Yuliya Lobzhenidze

Personal information
- Nationality: Georgian
- Born: 23 August 1977 (age 48)

Sport
- Sport: Archery

Medal record
Representing Ukraine
World Indoor Championships
| Gold medal – first place | 2003 Nîmes | Recurve (team) |
World Championships
| Bronze medal – third place | 2003 New York City | Recurve (team) |
European Championships
| Gold medal – first place | 2004 Brussels | Recurve (team) |
| Silver medal – second place | 2006 Athens | Recurve (team) |
European Indoor Championships
| Silver medal – second place | 2008 Turin | Recurve (team) |
| Silver medal – second place | 2008 Turin | Recurve (individual) |
Representing Georgia
World Indoor Championships
| Bronze medal – third place | 2016 Ankara | Recurve (team) |
European Championships
| Silver medal – second place | 2016 Nottingham | Recurve (team) |
European Indoor Championships
| Silver medal – second place | 2015 Koper | Recurve (team) |

= Yuliya Lobzhenidze =

Ukrainian and Georgian archer (born 1977)

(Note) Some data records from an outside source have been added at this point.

//! Turning answers into MP3 files.

use std::path::PathBuf;
use std::sync::Arc;
use std::time::Duration;

use tracing::{debug, error, info, warn};
use uuid::Uuid;

use crate::config::DEFAULT_AUDIO_PREFIX;
use crate::error::{RagError, Result, bounded};
use crate::speech::{SpeechRequest, SpeechSynthesizer, Voice};

/// Writes synthesized speech to uniquely named files in a scratch directory.
///
/// Each call produces `{prefix}_{uuid}.mp3`. The caller owns the returned
/// file and is responsible for removing it.
#[derive(Clone)]
pub struct Narrator {
    synthesizer: Arc<dyn SpeechSynthesizer>,
    audio_dir: PathBuf,
    file_prefix: String,
    instructions: Option<String>,
    timeout: Duration,
}

impl Narrator {
    /// A narrator writing into the system temp directory.
    pub fn new(synthesizer: Arc<dyn SpeechSynthesizer>) -> Self {
        Self {
            synthesizer,
            audio_dir: std::env::temp_dir(),
            file_prefix: DEFAULT_AUDIO_PREFIX.to_string(),
            instructions: None,
            timeout: Duration::from_secs(60),
        }
    }

    pub fn with_audio_dir(mut self, dir: impl Into<PathBuf>) -> Self {
        self.audio_dir = dir.into();
        self
    }

    pub fn with_file_prefix(mut self, prefix: impl Into<String>) -> Self {
        self.file_prefix = prefix.into();
        self
    }

    /// Delivery guidance (tone, pacing) forwarded with every request.
    pub fn with_instructions(mut self, instructions: Option<String>) -> Self {
        self.instructions = instructions;
        self
    }

    pub fn with_timeout(mut self, timeout: Duration) -> Self {
        self.timeout = timeout;
        self
    }

    /// Like [`narrate`](Self::narrate), taking the voice by name.
    ///
    /// An unknown name fails with [`RagError::InvalidVoice`] before the
    /// synthesizer is called.
    pub async fn narrate_named(&self, text: &str, voice: &str) -> Result<PathBuf> {
        let voice: Voice = voice.parse()?;
        self.narrate(text, voice).await
    }

    /// Synthesize `text` with `voice` and return the path of the MP3 file.
    ///
    /// The file either exists with the complete audio or not at all.
    pub async fn narrate(&self, text: &str, voice: Voice) -> Result<PathBuf> {
        if text.trim().is_empty() {
            return Err(RagError::AudioGeneration("nothing to narrate".to_string()));
        }

        let request = SpeechRequest {
            text: text.to_string(),
            voice,
            instructions: self.instructions.clone(),
        };
        debug!(synthesizer = self.synthesizer.name(), %voice, "requesting speech");

        let audio = bounded(self.timeout, self.synthesizer.synthesize(&request), |limit| {
            RagError::AudioGeneration(format!("speech synthesis timed out after {limit:?}"))
        })
        .await
        .map_err(|e| match e {
            e @ RagError::AudioGeneration(_) => e,
            other => RagError::AudioGeneration(other.to_string()),
        })
        .inspect_err(|e| error!(error = %e, "speech synthesis failed"))?;

        if audio.is_empty() {
            return Err(RagError::AudioGeneration("synthesizer returned no audio".to_string()));
        }

        let path = self.write_audio(&audio).await?;
        info!(path = %path.display(), bytes = audio.len(), %voice, "narration written");
        Ok(path)
    }

    async fn write_audio(&self, audio: &[u8]) -> Result<PathBuf> {
        tokio::fs::create_dir_all(&self.audio_dir).await.map_err(|e| {
            RagError::AudioGeneration(format!(
                "cannot create audio directory {}: {e}",
                self.audio_dir.display()
            ))
        })?;

        let file_name = format!("{}_{}.mp3", self.file_prefix, Uuid::new_v4());
        let path = self.audio_dir.join(&file_name);
        let partial = self.audio_dir.join(format!(".{file_name}.part"));

        let written = match tokio::fs::write(&partial, audio).await {
            Ok(()) => tokio::fs::rename(&partial, &path).await,
            Err(e) => Err(e),
        };

        if let Err(e) = written {
            if let Err(cleanup) = tokio::fs::remove_file(&partial).await {
                warn!(path = %partial.display(), error = %cleanup, "failed to remove partial audio file");
            }
            return Err(RagError::AudioGeneration(format!(
                "failed to write {}: {e}",
                path.display()
            )));
        }
        Ok(path)
    }
}

#[cfg(test)]
mod tests {
    use std::sync::atomic::{AtomicUsize, Ordering};

    use async_trait::async_trait;

    use super::*;

    struct FixedAudio {
        bytes: Vec<u8>,
        calls: AtomicUsize,
    }

    impl FixedAudio {
        fn new(bytes: &[u8]) -> Self {
            Self { bytes: bytes.to_vec(), calls: AtomicUsize::new(0) }
        }
    }

    #[async_trait]
    impl SpeechSynthesizer for FixedAudio {
        async fn synthesize(&self, _request: &SpeechRequest) -> Result<Vec<u8>> {
            self.calls.fetch_add(1, Ordering::SeqCst);
            Ok(self.bytes.clone())
        }

        fn name(&self) -> &str {
            "fixed"
        }
    }

    #[tokio::test]
    async fn writes_complete_mp3_with_unique_name() {
        let dir = tempfile::tempdir().unwrap();
        let narrator =
            Narrator::new(Arc::new(FixedAudio::new(b"ID3audio"))).with_audio_dir(dir.path());

        let first = narrator.narrate("Paris.", Voice::Nova).await.unwrap();
        let second = narrator.narrate("Paris.", Voice::Nova).await.unwrap();

        assert_ne!(first, second);
        assert_eq!(std::fs::read(&first).unwrap(), b"ID3audio");
        let name = first.file_name().unwrap().to_string_lossy().into_owned();
        assert!(name.starts_with("tech_docs_response_"));
        assert!(name.ends_with(".mp3"));
        // Only the two finished files remain; no partials.
        assert_eq!(std::fs::read_dir(dir.path()).unwrap().count(), 2);
    }

    #[tokio::test]
    async fn creates_missing_audio_dir() {
        let dir = tempfile::tempdir().unwrap();
        let nested = dir.path().join("audio/out");
        let narrator = Narrator::new(Arc::new(FixedAudio::new(b"x"))).with_audio_dir(&nested);

        let path = narrator.narrate("hello", Voice::Echo).await.unwrap();
        assert!(path.starts_with(&nested));
    }

    #[tokio::test]
    async fn unknown_voice_is_rejected_before_synthesis() {
        let synthesizer = Arc::new(FixedAudio::new(b"x"));
        let narrator = Narrator::new(synthesizer.clone());

        let err = narrator.narrate_named("hello", "robot").await.unwrap_err();
        assert!(matches!(err, RagError::InvalidVoice(ref v) if v == "robot"));
        assert_eq!(synthesizer.calls.load(Ordering::SeqCst), 0);
    }

    #[tokio::test]
    async fn empty_audio_is_an_error_and_leaves_no_file() {
        let dir = tempfile::tempdir().unwrap();
        let narrator = Narrator::new(Arc::new(FixedAudio::new(b""))).with_audio_dir(dir.path());

        let err = narrator.narrate("hello", Voice::Nova).await.unwrap_err();
        assert!(matches!(err, RagError::AudioGeneration(_)));
        assert_eq!(std::fs::read_dir(dir.path()).unwrap().count(), 0);
    }

    #[tokio::test]
    async fn unwritable_directory_is_an_audio_error() {
        let dir = tempfile::tempdir().unwrap();
        let blocker = dir.path().join("not-a-dir");
        std::fs::write(&blocker, b"file").unwrap();
        let narrator = Narrator::new(Arc::new(FixedAudio::new(b"x"))).with_audio_dir(&blocker);

        let err = narrator.narrate("hello", Voice::Nova).await.unwrap_err();
        assert!(matches!(err, RagError::AudioGeneration(_)));
    }
}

Yuliya Lobzhenidze (born 23 August 1977) is a Ukrainian and Georgian archer. She competed in the archery competition at the 2016 Summer Olympics, where she finished 57th out of 64 competitors in the individual competition and, along with Kristine Esebua and Khatuna Narimanidze, 12th out of 12 teams in the team competition.